Nephrotoxicity is an adverse effect of cyclosporine and tacrolimus. Studies comparing their long-term nephrotoxicities are lacking. This study evaluates the nephrotoxicity of these agents over a 7-year period following heart transplantation. Pediatric heart-transplant recipients receiving cyclosporine or tacrolimus as primary immunosuppression were evaluated at two centers from 1982 to 1998. Data collected included serum creatinine, height and weight prior to transplantation, at 1 and 6 months and 1 years post transplantation, and at yearly intervals thereafter.

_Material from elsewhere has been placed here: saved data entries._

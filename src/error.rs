//! Error type shared by every engine operation.

use thiserror::Error;

/// Errors surfaced by world generation, simulation, and persistence.
///
/// Catalog misses, bounds violations, and malformed saves are fatal to the
/// operation that raised them. Trade, stat, and movement request errors are
/// recoverable and leave all state untouched.
#[derive(Debug, Error)]
pub enum WorldError {
    #[error("unknown block: {0}")]
    UnknownBlock(String),

    #[error("unknown creature type: {0}")]
    UnknownCreatureType(u32),

    #[error("cell ({x}, {y}) is outside the {extent}x{extent} world")]
    OutOfBounds { x: i64, y: i64, extent: usize },

    #[error("malformed save: {0}")]
    MalformedSave(String),

    #[error("you only have {held} of {item}")]
    InsufficientInventory {
        item: String,
        held: u32,
        requested: u32,
    },

    #[error("invalid selection: {0}")]
    InvalidSelection(String),

    #[error("{0} has nothing to trade")]
    NotTradable(String),

    #[error("no such stat: {0}")]
    InvalidStatName(String),

    #[error("stat {key} is not a {expected}")]
    StatTypeMismatch { key: String, expected: &'static str },

    #[error("cannot move {requested} cells, speed is {speed}")]
    ExceedsSpeed { requested: i64, speed: i64 },

    #[error("not in an encounter")]
    NoEncounter,

    #[error("an encounter is in progress")]
    EncounterInProgress,

    #[error("the session has ended")]
    SessionOver,

    #[error("catalog error: {0}")]
    InvalidCatalog(String),

    #[error("world lock was poisoned")]
    LockPoisoned,

    #[error("I/O error: {0}")]
    Io(#[from] std::io::Error),

    #[error("JSON error: {0}")]
    Json(#[from] serde_json::Error),
}

impl WorldError {
    /// True for input errors the caller can re-prompt on.
    pub fn is_recoverable(&self) -> bool {
        matches!(
            self,
            WorldError::InsufficientInventory { .. }
                | WorldError::InvalidSelection(_)
                | WorldError::NotTradable(_)
                | WorldError::InvalidStatName(_)
                | WorldError::StatTypeMismatch { .. }
                | WorldError::ExceedsSpeed { .. }
                | WorldError::NoEncounter
                | WorldError::EncounterInProgress
        )
    }
}

pub type Result<T> = std::result::Result<T, WorldError>;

Creatinine clearance was calculated and compared between the two groups. Glomerular filtration rate was measured using Tc-99 m diethylenetriaminepentacetic acid. In total, 123 patients were evaluated. Demographic data of the two groups were comparable. Creatinine clearance demonstrated a steady decline. This decline did not differ statistically between the two groups: tacrolimus 98.9 and 90.7 mL/min/1.73 m2 at 1 month and 5 years, respectively; cyclosporine 110.7 and 81.7 mL/min/1.73 m2 at 1 month and 5 years, respectively. Four patients developed end-stage renal failure. Calculated creatinine clearance consistently overestimated glomerular filtration rate, the latter being greater than 2 standard deviations below the mean normal in 38% of patients. We conclude that the nephrotoxicities of tacrolimus and cyclosporine are comparable over the medium- to long-term in pediatric heart-transplant recipients.